With community comes understanding, and mutual knowledge of theme songs offers a sense of inherent understanding that is difficult to conjure otherwise. The implementation of a song in a show can dictate what that sound is supposed to mean to others who are also familiar with it, like how “Steel Licks” from “SpongeBob SquarePants” is indicative of an unfortunate event or how “Love Like You” by Rebecca Sugar softens the hearts of all those who know the significance of it to the show “Steven Universe,” melodies guiding our minds to places and emotions they would never be otherwise. The ability of music to repave paths in our brains long forgotten to late-night television and droopy eyelids is something that isn’t fully recognized or appreciated. That is, until a theme song that you remember from when you were seven is played and you somehow know all the words without having remembered the song in ages. Such is the human mind, and such is the wonderful phenomena of music that we are privy to.

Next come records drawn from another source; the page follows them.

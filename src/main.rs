//! SocialSphere Frontend Entry Point

mod models;
mod browser;
mod logging;
mod services;
mod context;
mod store;
mod components;
mod pages;
mod app;

use app::App;
use leptos::prelude::*;

fn main() {
    console_error_panic_hook::set_once();
    logging::init(log::LevelFilter::Debug);
    mount_to_body(App);
}
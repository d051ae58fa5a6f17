//! Remote Content Service - Core Trait
//!
//! The logical operations consumed from the upstream REST API. The service
//! itself is a black box; implementations only translate calls to requests.

use std::rc::Rc;

use async_trait::async_trait;

use crate::domain::{Author, Comment, Post, PostPage};
use super::error::FetchResult;

/// Read-only access to posts, authors and comments.
///
/// Futures are not `Send`: the same implementation runs on the browser's
/// single-threaded executor and on a current-thread runtime in tests.
#[async_trait(?Send)]
pub trait ContentService {
    /// One page of the unfiltered post listing
    async fn list_posts(&self, limit: u32, skip: u32) -> FetchResult<PostPage>;

    /// One page of posts matching a free-text query
    async fn search_posts(&self, query: &str, limit: u32, skip: u32) -> FetchResult<PostPage>;

    /// One page of posts carrying a tag
    async fn list_posts_by_tag(&self, tag: &str, limit: u32, skip: u32) -> FetchResult<PostPage>;

    async fn get_post(&self, id: u32) -> FetchResult<Post>;

    /// All posts owned by an author
    async fn list_posts_by_author(&self, author_id: u32) -> FetchResult<Vec<Post>>;

    /// Comments of a post, in service order
    async fn get_comments(&self, post_id: u32) -> FetchResult<Vec<Comment>>;

    async fn get_author(&self, id: u32) -> FetchResult<Author>;

    async fn search_authors(&self, query: &str) -> FetchResult<Vec<Author>>;
}

#[async_trait(?Send)]
impl<T: ContentService + ?Sized> ContentService for Rc<T> {
    async fn list_posts(&self, limit: u32, skip: u32) -> FetchResult<PostPage> {
        (**self).list_posts(limit, skip).await
    }

    async fn search_posts(&self, query: &str, limit: u32, skip: u32) -> FetchResult<PostPage> {
        (**self).search_posts(query, limit, skip).await
    }

    async fn list_posts_by_tag(&self, tag: &str, limit: u32, skip: u32) -> FetchResult<PostPage> {
        (**self).list_posts_by_tag(tag, limit, skip).await
    }

    async fn get_post(&self, id: u32) -> FetchResult<Post> {
        (**self).get_post(id).await
    }

    async fn list_posts_by_author(&self, author_id: u32) -> FetchResult<Vec<Post>> {
        (**self).list_posts_by_author(author_id).await
    }

    async fn get_comments(&self, post_id: u32) -> FetchResult<Vec<Comment>> {
        (**self).get_comments(post_id).await
    }

    async fn get_author(&self, id: u32) -> FetchResult<Author> {
        (**self).get_author(id).await
    }

    async fn search_authors(&self, query: &str) -> FetchResult<Vec<Author>> {
        (**self).search_authors(query).await
    }
}
//! SocialSphere Frontend App
//!
//! Root component: provides context, applies the login gate and renders the
//! view for the current route.

use feed_core::Route;
use leptos::prelude::*;
use reactive_stores::Store;

use crate::components::Navbar;
use crate::context::AppContext;
use crate::pages::{FeedView, LoginView, NotFoundView, PostView, ProfileView, SearchView};
use crate::services::Services;
use crate::store::AppState;

#[component]
pub fn App() -> impl IntoView {
    let ctx = AppContext::new(Services::init());
    provide_context(ctx);
    provide_context(Store::new(AppState::default()));

    let _ = window_event_listener(leptos::ev::popstate, move |_| ctx.sync_location());

    // Only the login view is reachable without a session
    let guarded = Memo::new(move |_| ctx.route.get().guard(ctx.authenticated.get()));
    Effect::new(move |_| {
        let target = guarded.get();
        if ctx.route.get_untracked() != target {
            web_sys::console::log_1(&format!("[APP] Redirecting to {}", target.to_href()).into());
            ctx.redirect(target);
        }
    });

    view! {
        <Show when=move || guarded.get() != Route::Login>
            <Navbar />
        </Show>
        <main class="container">
            {move || match guarded.get() {
                Route::Feed(query) => view! { <FeedView query=query /> }.into_any(),
                Route::Post(id) => view! { <PostView id=id /> }.into_any(),
                Route::Profile(id) => view! { <ProfileView id=id /> }.into_any(),
                Route::Search { query, page } => view! { <SearchView query=query page=page /> }.into_any(),
                Route::Login => view! { <LoginView /> }.into_any(),
                Route::NotFound => view! { <NotFoundView /> }.into_any(),
            }}
        </main>
    }
}
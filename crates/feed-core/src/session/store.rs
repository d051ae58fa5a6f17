//! Token Storage
//!
//! Where the opaque session token lives. The browser build stores it in
//! local storage; tests and host builds keep it in memory.

use std::cell::RefCell;
use std::rc::Rc;

/// Get/set/clear access to a single persisted token
pub trait TokenStore {
    fn token(&self) -> Option<String>;
    fn store_token(&self, token: &str);
    fn clear_token(&self);
}

impl<T: TokenStore + ?Sized> TokenStore for Rc<T> {
    fn token(&self) -> Option<String> {
        (**self).token()
    }

    fn store_token(&self, token: &str) {
        (**self).store_token(token)
    }

    fn clear_token(&self) {
        (**self).clear_token()
    }
}

#[derive(Debug, Default)]
pub struct MemoryTokenStore {
    token: RefCell<Option<String>>,
}

impl MemoryTokenStore {
    pub fn new() -> Self {
        Self::default()
    }

    pub fn with_token(token: impl Into<String>) -> Self {
        Self {
            token: RefCell::new(Some(token.into())),
        }
    }
}

impl TokenStore for MemoryTokenStore {
    fn token(&self) -> Option<String> {
        self.token.borrow().clone()
    }

    fn store_token(&self, token: &str) {
        *self.token.borrow_mut() = Some(token.to_string());
    }

    fn clear_token(&self) {
        *self.token.borrow_mut() = None;
    }
}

The power of memory that comes with music is nothing new, but it’s still nice to take a pause and consider the things theme songs have given us and continue to give us: lost memories of me begging my mom to take me back to Saturday school later than she should so I could finish the newest episode of “My Little Pony: Friendship Is Magic” with my sister, singing battles with my brothers over who could recite the entirety of the 2014 “Teenage Mutant Ninja Turtles” theme song faster and spending summer nights learning the “Gravity Falls” theme on the piano to pass the time. I still remember these moments because of the music that played with it, the passion that came with it and the people I shared them with. And I couldn’t imagine capturing them in a more perfect way.